Musiq Soulchild is many things — a gifted singer, an accomplished songwriter, and a skilled performer — but above all he's passionate man.
"I live for music," Soulchild says. "I study it, I practice it. I liken it to my religion. It's something I believe in. So I want to honor it and do it justice."
Born Taalib Johnson, the 35-year-old Philadelphia-bred, Atlanta-based singer has released six LPs since 2000. He's notched a couple platinum and a couple gold albums, scored more than half-a-dozen chart hits, and earned 11 Grammy nominations. But after a decade as the quintessential neo-soul success story, Soulchild frankly sounds a little frustrated by the genre box he's been placed in and is eager to break out.
"People tend to stay in one lane, wanting to ride it until the wheels fall off," he says. "And
I get that. I have nothing against that. Everyone is entitled to their own creative expression."At the same time, I feel I have the right to express myself the way I want. But it feels like there is some unsaid rule that you're not supposed to do certain things, play certain types of music if you're an (urban) artist. But if I can validly contribute to a different genre of music and add to that legacy of musical expression, I don't see why I shouldn't make whatever kind of music I'm moved to make."
Soulchild is doing a series of one-off shows to start the year, starting with a concert Sunday at the Orpheum. One of his New Year's resolutions, he says, is "to find a way to reintroduce who Musiq is. The lines have got a little bit blurry along the way. I'm trying to reintroduce the music brand, so to speak."
Though he doesn't say it explicitly, there seems to be some dissatisfaction with his longtime label, Atlantic, which has released his past three albums, including 2011's MusiqInTheMagiq. "I've been privileged to have been able to put out some substantial music," he says. "But that doesn't even begin to scratch the surface — not only of what I want to do, but what I've already done, that no one has heard. Part of the problem with the (music industry) is being forced to fit within a certain criteria. People like when things are compartmentalized. They like when they can put things in their own category and keep them there."
But Soulchild's R&B/soul heroes were musical explorers: Ray Charles made some of the best country songs; Stevie Wonder created pop masterpieces. He won't say specifically where he's headed, but it sounds like Soulchild's next project will be a departure point.
"Look: If I want to write an aria and sing opera, it would be nice if that was welcomed, rather than everyone saying 'Musiq Soulchild just lost his mind. He thinkin' he wanna be Pavarotti now!' It's like, why you gotta hate? Just let me do it; you might like it.
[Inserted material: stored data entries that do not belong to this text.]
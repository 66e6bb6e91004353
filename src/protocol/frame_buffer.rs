//! Frame buffer for accumulating partial reads.
//!
//! Uses `bytes::BytesMut` for zero-copy buffer management and a state
//! machine for handling fragmented frames:
//! - `WaitingForHeader`: need at least 8 bytes
//! - `WaitingForBody`: header parsed, need N more body bytes
//!
//! Each connection's receive side owns one of these. Reading is
//! idempotent under arbitrary chunking: multiple frames in one read
//! and frames split across reads are both handled, and a completed
//! body is handed upward with a single `split_to().freeze()` move.

use bytes::{Bytes, BytesMut};

use super::wire_format::{Header, DEFAULT_MAX_BODY_SIZE, HEADER_SIZE};
use super::Frame;
use crate::error::{FramewireError, Result};

/// State machine for frame parsing.
#[derive(Debug, Clone)]
enum State {
    /// Waiting for a complete header (need 8 bytes).
    WaitingForHeader,
    /// Header parsed, waiting for body bytes.
    WaitingForBody { header: Header },
}

/// Buffer for accumulating incoming bytes and extracting complete frames.
pub struct FrameBuffer {
    /// Accumulated bytes from socket reads.
    buffer: BytesMut,
    /// Current parsing state.
    state: State,
    /// Maximum allowed body size.
    max_body_size: u32,
}

impl FrameBuffer {
    /// Create a new frame buffer with default settings.
    ///
    /// Default capacity: 64KB, max body: 1GiB.
    pub fn new() -> Self {
        Self {
            buffer: BytesMut::with_capacity(64 * 1024),
            state: State::WaitingForHeader,
            max_body_size: DEFAULT_MAX_BODY_SIZE,
        }
    }

    /// Create a new frame buffer with a custom max body size.
    pub fn with_max_body(max_body_size: u32) -> Self {
        Self {
            buffer: BytesMut::with_capacity(64 * 1024),
            state: State::WaitingForHeader,
            max_body_size,
        }
    }

    /// Push data into the buffer and extract all complete frames.
    ///
    /// Returns a vector of complete frames. If data is fragmented,
    /// partial data is buffered internally for the next push.
    ///
    /// # Errors
    ///
    /// Returns an error if a header claims a body larger than the
    /// configured maximum; the connection should be torn down.
    pub fn push(&mut self, data: &[u8]) -> Result<Vec<Frame>> {
        self.buffer.extend_from_slice(data);

        let mut frames = Vec::new();
        while let Some(frame) = self.try_extract_one()? {
            frames.push(frame);
        }
        Ok(frames)
    }

    /// Try to extract a single frame from the buffer.
    fn try_extract_one(&mut self) -> Result<Option<Frame>> {
        match &self.state {
            State::WaitingForHeader => {
                if self.buffer.len() < HEADER_SIZE {
                    return Ok(None);
                }

                let header = match Header::decode(&self.buffer[..HEADER_SIZE]) {
                    Some(h) => h,
                    None => return Ok(None),
                };

                if header.body_size > self.max_body_size {
                    return Err(FramewireError::Protocol(format!(
                        "Body size {} exceeds maximum {}",
                        header.body_size, self.max_body_size
                    )));
                }

                let _ = self.buffer.split_to(HEADER_SIZE);

                if header.body_size == 0 {
                    return Ok(Some(Frame::new(header, Bytes::new())));
                }

                self.state = State::WaitingForBody { header };
                self.try_extract_one()
            }

            State::WaitingForBody { header } => {
                let wanted = header.body_size as usize;
                if self.buffer.len() < wanted {
                    return Ok(None);
                }

                let body = self.buffer.split_to(wanted).freeze();
                let header = *header;
                self.state = State::WaitingForHeader;

                Ok(Some(Frame::new(header, body)))
            }
        }
    }

    /// Get the number of buffered bytes.
    pub fn len(&self) -> usize {
        self.buffer.len()
    }

    /// Check if the buffer is empty.
    pub fn is_empty(&self) -> bool {
        self.buffer.is_empty()
    }

    /// Clear the buffer and reset state.
    pub fn clear(&mut self) {
        self.buffer.clear();
        self.state = State::WaitingForHeader;
    }

    #[cfg(test)]
    fn state_name(&self) -> &'static str {
        match &self.state {
            State::WaitingForHeader => "WaitingForHeader",
            State::WaitingForBody { .. } => "WaitingForBody",
        }
    }
}

impl Default for FrameBuffer {
    fn default() -> Self {
        Self::new()
    }
}

#[cfg(test)]
mod tests {
    use super::*;
    use crate::protocol::frame_message;

    #[test]
    fn test_single_complete_frame() {
        let mut buffer = FrameBuffer::new();
        let bytes = frame_message(42, b"hello".to_vec());

        let frames = buffer.push(&bytes).unwrap();

        assert_eq!(frames.len(), 1);
        assert_eq!(frames[0].handle(), 42);
        assert_eq!(frames[0].body(), b"hello");
        assert!(buffer.is_empty());
    }

    #[test]
    fn test_multiple_frames_in_one_push() {
        let mut buffer = FrameBuffer::new();

        let mut combined = Vec::new();
        combined.extend_from_slice(&frame_message(1, b"first".to_vec()));
        combined.extend_from_slice(&frame_message(2, b"second".to_vec()));
        combined.extend_from_slice(&frame_message(3, b"third".to_vec()));

        let frames = buffer.push(&combined).unwrap();

        assert_eq!(frames.len(), 3);
        assert_eq!(frames[0].handle(), 1);
        assert_eq!(frames[1].handle(), 2);
        assert_eq!(frames[2].handle(), 3);
        assert!(buffer.is_empty());
    }

    #[test]
    fn test_fragmented_header() {
        let mut buffer = FrameBuffer::new();
        let bytes = frame_message(42, b"test".to_vec());

        let frames = buffer.push(&bytes[..5]).unwrap();
        assert!(frames.is_empty());
        assert_eq!(buffer.state_name(), "WaitingForHeader");

        let frames = buffer.push(&bytes[5..]).unwrap();
        assert_eq!(frames.len(), 1);
        assert_eq!(frames[0].handle(), 42);
        assert!(buffer.is_empty());
    }

    #[test]
    fn test_fragmented_body() {
        let mut buffer = FrameBuffer::new();
        let body = b"this is a longer body that will be fragmented";
        let bytes = frame_message(42, body.to_vec());

        let partial = HEADER_SIZE + 10;
        let frames = buffer.push(&bytes[..partial]).unwrap();
        assert!(frames.is_empty());
        assert_eq!(buffer.state_name(), "WaitingForBody");

        let frames = buffer.push(&bytes[partial..]).unwrap();
        assert_eq!(frames.len(), 1);
        assert_eq!(frames[0].body(), body);
        assert!(buffer.is_empty());
    }

    #[test]
    fn test_empty_body() {
        let mut buffer = FrameBuffer::new();
        let bytes = frame_message(42, Vec::new());

        let frames = buffer.push(&bytes).unwrap();

        assert_eq!(frames.len(), 1);
        assert!(frames[0].body().is_empty());
        assert_eq!(frames[0].header.body_size, 0);
    }

    #[test]
    fn test_large_body() {
        let mut buffer = FrameBuffer::new();
        let body = vec![0xAB; 1024 * 1024]; // 1MB
        let bytes = frame_message(42, body.clone());

        let frames = buffer.push(&bytes).unwrap();

        assert_eq!(frames.len(), 1);
        assert_eq!(frames[0].body_len(), 1024 * 1024);
        assert!(frames[0].body.iter().all(|&b| b == 0xAB));
    }

    #[test]
    fn test_max_body_validation() {
        let mut buffer = FrameBuffer::with_max_body(100);

        // Header claiming a 1000-byte body.
        let header = Header::new(1, 1000);
        let result = buffer.push(&header.encode());

        assert!(result.is_err());
        assert!(result.unwrap_err().to_string().contains("exceeds maximum"));
    }

    #[test]
    fn test_clear_resets_state() {
        let mut buffer = FrameBuffer::new();
        let bytes = frame_message(42, b"test".to_vec());

        buffer.push(&bytes[..HEADER_SIZE]).unwrap();
        assert_eq!(buffer.state_name(), "WaitingForBody");

        buffer.clear();

        assert_eq!(buffer.state_name(), "WaitingForHeader");
        assert!(buffer.is_empty());
    }

    #[test]
    fn test_mixed_complete_and_partial() {
        let mut buffer = FrameBuffer::new();

        let frame1 = frame_message(1, b"first".to_vec());
        let frame2 = frame_message(2, b"second".to_vec());

        let mut data = frame1.clone();
        data.extend_from_slice(&frame2[..5]);

        let frames = buffer.push(&data).unwrap();
        assert_eq!(frames.len(), 1);
        assert_eq!(frames[0].handle(), 1);

        let frames = buffer.push(&frame2[5..]).unwrap();
        assert_eq!(frames.len(), 1);
        assert_eq!(frames[0].handle(), 2);
    }

    #[test]
    fn test_byte_at_a_time() {
        let mut buffer = FrameBuffer::new();
        let bytes = frame_message(42, b"hi".to_vec());

        let mut all_frames = Vec::new();
        for byte in &bytes {
            all_frames.extend(buffer.push(&[*byte]).unwrap());
        }

        assert_eq!(all_frames.len(), 1);
        assert_eq!(all_frames[0].handle(), 42);
        assert_eq!(all_frames[0].body(), b"hi");
    }

    #[test]
    fn test_boundary_sizes_preserved() {
        // Sizes around the header boundary must come through intact.
        for size in [0usize, 1, HEADER_SIZE - 1, HEADER_SIZE, HEADER_SIZE + 1] {
            let body: Vec<u8> = (0..size).map(|i| i as u8).collect();
            let mut buffer = FrameBuffer::new();
            let frames = buffer.push(&frame_message(1, body.clone())).unwrap();
            assert_eq!(frames.len(), 1);
            assert_eq!(frames[0].body(), &body[..]);
        }
    }
}
//! Client event-loop transport.
//!
//! Owns one loop thread that issues the non-blocking connect, retries
//! with capped linear backoff while the session wants to be connected,
//! then moves bytes: reads feed the frame buffer, wakeups drain the
//! write queue. `connect()` blocks the caller on a oneshot handshake
//! until the first attempt resolves.
//!
//! State machine:
//!
//! ```text
//! Disconnected ─ connect ─► Connecting ─► Connected ─► Disconnecting ─► Disconnected
//!                               ▲              │
//!                               └── remote EOF ┘        (write error ─► WriteFailed)
//! ```
//!
//! Remote EOF re-enters `Connecting` only while the state is still
//! `Connected`, i.e. the session has not asked to disconnect.

use std::sync::atomic::{AtomicU32, AtomicU8, Ordering};
use std::sync::{Arc, Mutex};
use std::thread;
use std::time::Duration;

use tokio::io::{AsyncReadExt, AsyncWriteExt, WriteHalf};
use tokio::sync::{oneshot, Notify};

use super::stream::PeerStream;
use super::{is_peer_gone, next_connection_handle, Endpoint, TransportEvents, READ_BUFFER_SIZE};
use crate::protocol::FrameBuffer;
use crate::session::{ConnectStatus, LogLevel};
use crate::write_queue::WriteQueue;
use crate::Handle;

/// Client transport states.
#[derive(Debug, Clone, Copy, PartialEq, Eq)]
pub(crate) enum ClientState {
    Disconnected,
    Connecting,
    Connected,
    Disconnecting,
    WriteFailed,
}

/// Backoff counter floor and cap; the sleep between attempts is
/// `counter / 10` milliseconds, so at most 100 ms, climbing linearly.
const RETRY_DELAY_FLOOR: u32 = 20;
const RETRY_DELAY_CAP: u32 = 1000;

/// How a connected phase ended.
enum Outcome {
    Remote,
    Local,
    WriteError,
}

enum DrainOutcome {
    Ok,
    PeerGone,
    Fatal,
}

/// Handle to a running client transport. Dropping it requests
/// disconnect and joins the loop thread.
pub(crate) struct ClientTransport {
    shared: Arc<ClientShared>,
    thread: Option<thread::JoinHandle<()>>,
}

struct ClientShared {
    state: Mutex<ClientState>,
    wake: Notify,
    queue: WriteQueue,
    next_conn: AtomicU32,
    events: TransportEvents,
    log_level: AtomicU8,
}

impl ClientShared {
    fn state(&self) -> ClientState {
        *self.state.lock().unwrap_or_else(|e| e.into_inner())
    }

    fn log(&self, level: LogLevel, message: impl FnOnce() -> String) {
        let min = LogLevel::from_u8(self.log_level.load(Ordering::Relaxed));
        if level >= min {
            (self.events.on_log)(0, level, message());
        }
    }
}

impl ClientTransport {
    /// Start the loop thread and issue the initial connect. Blocks
    /// until the loop reports the outcome of the first attempt.
    pub fn connect(
        endpoint: Endpoint,
        events: TransportEvents,
        log_level: LogLevel,
    ) -> (Self, ConnectStatus) {
        let shared = Arc::new(ClientShared {
            state: Mutex::new(ClientState::Connecting),
            wake: Notify::new(),
            queue: WriteQueue::new(),
            next_conn: AtomicU32::new(0),
            events,
            log_level: AtomicU8::new(log_level.as_u8()),
        });

        if let Err(message) = endpoint.validate() {
            shared.log(LogLevel::Error, || message.clone());
            *shared.state.lock().unwrap_or_else(|e| e.into_inner()) = ClientState::Disconnected;
            return (
                Self {
                    shared,
                    thread: None,
                },
                ConnectStatus::Failed,
            );
        }

        shared.log(LogLevel::Info, || format!("Connecting to {}", endpoint));

        let (ready_tx, ready_rx) = oneshot::channel();
        let loop_shared = shared.clone();
        let thread = thread::Builder::new()
            .name("framewire-client-io".into())
            .spawn(move || run_loop(loop_shared, endpoint, ready_tx));

        match thread {
            Ok(handle) => {
                let status = ready_rx.blocking_recv().unwrap_or(ConnectStatus::Failed);
                (
                    Self {
                        shared,
                        thread: Some(handle),
                    },
                    status,
                )
            }
            Err(error) => {
                tracing::error!("Failed to spawn client I/O thread: {}", error);
                *shared.state.lock().unwrap_or_else(|e| e.into_inner()) =
                    ClientState::Disconnected;
                (
                    Self {
                        shared,
                        thread: None,
                    },
                    ConnectStatus::Failed,
                )
            }
        }
    }

    /// Enqueue a frame and wake the loop. Callable from any thread.
    pub fn send(&self, conn: Handle, handle: u32, body: Vec<u8>) {
        self.shared.queue.push(conn, handle, body);
        self.shared.wake.notify_one();
    }

    pub fn status(&self) -> ConnectStatus {
        match self.shared.state() {
            ClientState::Connected => ConnectStatus::Connected,
            ClientState::Connecting => ConnectStatus::Connecting,
            ClientState::WriteFailed => ConnectStatus::Failed,
            ClientState::Disconnected | ClientState::Disconnecting => ConnectStatus::ShuttingDown,
        }
    }

    pub fn set_log_level(&self, level: LogLevel) {
        self.shared.log_level.store(level.as_u8(), Ordering::Relaxed);
    }
}

impl Drop for ClientTransport {
    fn drop(&mut self) {
        {
            let mut state = self.shared.state.lock().unwrap_or_else(|e| e.into_inner());
            match *state {
                ClientState::Connected => *state = ClientState::Disconnecting,
                ClientState::Connecting => *state = ClientState::Disconnected,
                _ => {}
            }
        }
        self.shared.wake.notify_one();
        if let Some(thread) = self.thread.take() {
            if thread.thread().id() != std::thread::current().id() {
                let _ = thread.join();
            }
        }
    }
}

fn run_loop(
    shared: Arc<ClientShared>,
    endpoint: Endpoint,
    ready: oneshot::Sender<ConnectStatus>,
) {
    let runtime = match tokio::runtime::Builder::new_current_thread()
        .enable_all()
        .build()
    {
        Ok(runtime) => runtime,
        Err(error) => {
            tracing::error!("Failed to build client runtime: {}", error);
            let _ = ready.send(ConnectStatus::Failed);
            return;
        }
    };

    runtime.block_on(async {
        let mut ready = Some(ready);
        let mut retry_delay = RETRY_DELAY_FLOOR;

        loop {
            if shared.state() != ClientState::Connecting {
                if let Some(tx) = ready.take() {
                    let _ = tx.send(ConnectStatus::ShuttingDown);
                }
                break;
            }

            match PeerStream::connect(&endpoint).await {
                Ok(stream) => {
                    let promoted = {
                        let mut state = shared.state.lock().unwrap_or_else(|e| e.into_inner());
                        if *state == ClientState::Connecting {
                            *state = ClientState::Connected;
                            true
                        } else {
                            false
                        }
                    };
                    if !promoted {
                        if let Some(tx) = ready.take() {
                            let _ = tx.send(ConnectStatus::ShuttingDown);
                        }
                        break;
                    }
                    if let Some(tx) = ready.take() {
                        let _ = tx.send(ConnectStatus::Connected);
                    }

                    shared.log(LogLevel::Info, || {
                        format!("Successfully connected to {}", endpoint)
                    });
                    let conn = next_connection_handle(&shared.next_conn);
                    (shared.events.on_connect)(conn);

                    let outcome = run_connected(&shared, stream, conn).await;

                    let reconnect = {
                        let mut state = shared.state.lock().unwrap_or_else(|e| e.into_inner());
                        match (&outcome, *state) {
                            (Outcome::Remote, ClientState::Connected) => {
                                *state = ClientState::Connecting;
                                true
                            }
                            (Outcome::Local, ClientState::Disconnecting) => {
                                *state = ClientState::Disconnected;
                                false
                            }
                            _ => false,
                        }
                    };
                    (shared.events.on_disconnect)(conn);

                    if !reconnect {
                        break;
                    }
                    retry_delay = RETRY_DELAY_FLOOR;
                }
                Err(error) => {
                    if let Some(tx) = ready.take() {
                        let _ = tx.send(ConnectStatus::Connecting);
                    }
                    shared.log(LogLevel::Debug, || {
                        format!("Connect to {} failed: {}", endpoint, error)
                    });
                    if shared.state() != ClientState::Connecting {
                        break;
                    }
                    if retry_delay < RETRY_DELAY_CAP {
                        retry_delay += 1;
                    }
                    tokio::select! {
                        _ = tokio::time::sleep(Duration::from_millis(u64::from(retry_delay / 10))) => {}
                        _ = shared.wake.notified() => {}
                    }
                }
            }
        }

        let mut state = shared.state.lock().unwrap_or_else(|e| e.into_inner());
        if *state == ClientState::Disconnecting {
            *state = ClientState::Disconnected;
        }
    });

    shared.log(LogLevel::Info, || "Connection finished".to_string());
}

async fn run_connected(shared: &Arc<ClientShared>, stream: PeerStream, conn: Handle) -> Outcome {
    let (mut reader, mut writer) = tokio::io::split(stream);
    let mut frames = FrameBuffer::new();
    let mut buf = vec![0u8; READ_BUFFER_SIZE];

    // Anything queued while disconnected goes out first.
    match drain_writes(shared, &mut writer, conn).await {
        DrainOutcome::Ok => {}
        DrainOutcome::PeerGone => return Outcome::Remote,
        DrainOutcome::Fatal => return Outcome::WriteError,
    }

    loop {
        tokio::select! {
            read = reader.read(&mut buf) => match read {
                Ok(0) => {
                    shared.log(LogLevel::Debug, || "Disconnected by server".to_string());
                    return Outcome::Remote;
                }
                Ok(n) => match frames.push(&buf[..n]) {
                    Ok(complete) => {
                        for frame in complete {
                            (shared.events.on_data)(conn, frame.header.handle, frame.body);
                        }
                    }
                    Err(error) => {
                        shared.log(LogLevel::Warning, || format!("{}", error));
                        tracing::warn!("Client connection torn down: {}", error);
                        return Outcome::Remote;
                    }
                },
                Err(error) => {
                    if !is_peer_gone(&error) {
                        shared.log(LogLevel::Warning, || {
                            format!("Stream closed with error: {}", error)
                        });
                    }
                    return Outcome::Remote;
                }
            },
            _ = shared.wake.notified() => {
                if shared.state() == ClientState::Disconnecting {
                    let _ = writer.shutdown().await;
                    return Outcome::Local;
                }
                match drain_writes(shared, &mut writer, conn).await {
                    DrainOutcome::Ok => {}
                    DrainOutcome::PeerGone => return Outcome::Remote,
                    DrainOutcome::Fatal => return Outcome::WriteError,
                }
            }
        }
    }
}

async fn drain_writes(
    shared: &Arc<ClientShared>,
    writer: &mut WriteHalf<PeerStream>,
    conn: Handle,
) -> DrainOutcome {
    for entry in shared.queue.take_batch() {
        if entry.conn != 0 && entry.conn != conn {
            // Stale target from a previous connection epoch.
            let header = entry.header();
            shared.log(LogLevel::Debug, || {
                format!("Dropping frame for stale connection {}", entry.conn)
            });
            if header.is_request() {
                (shared.events.on_orphaned_invoke)(entry.conn, header.handle);
            }
            continue;
        }

        if let Err(error) = writer.write_all(&entry.bytes).await {
            if is_peer_gone(&error) {
                return DrainOutcome::PeerGone;
            }
            shared.log(LogLevel::Error, || format!("Write failed: {}", error));
            tracing::error!("Client write failed: {}", error);
            {
                let mut state = shared.state.lock().unwrap_or_else(|e| e.into_inner());
                if !matches!(
                    *state,
                    ClientState::Disconnected | ClientState::Disconnecting
                ) {
                    *state = ClientState::WriteFailed;
                }
            }
            (shared.events.on_error)(0);
            return DrainOutcome::Fatal;
        }
    }
    DrainOutcome::Ok
}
"I want to be in a position where my audience has a faith that at the end of the day, 'He's going to give us quality, worthwhile work. Even if we don't understand where he going, we have enough faith to follow, to at least see where he's going.' That's all I ask for."
Soulchild took a break from music in early 2012. He used the time to write "Love According to Musiq," a relationship advice book that "assists in matters of the heart and ways of communicating a little bit better." More recently, he's been in the studio working on his new tracks, music that should debut this year.
Meantime, Soulchild is eager to return to the stage. He says that nothing quite connects him with his muse than getting in front of people and performing. "I can sit in the studio and fantasize and theorize about what would be hot and what effect a track would have. However, it's more important to be out there in the field with the people listening and responding to you immediately."
Soulchild's upcoming show at the Orpheum will see him playing songs from across his catalog. After that, he'll head back to the studio to finish his new record, to create the music that will define the next phase his career.
And, who knows? Maybe that next phase will actually see him become the new Pavarotti.
"Well, that wasn't really on my agenda," he says, laughing, "but I just might do that."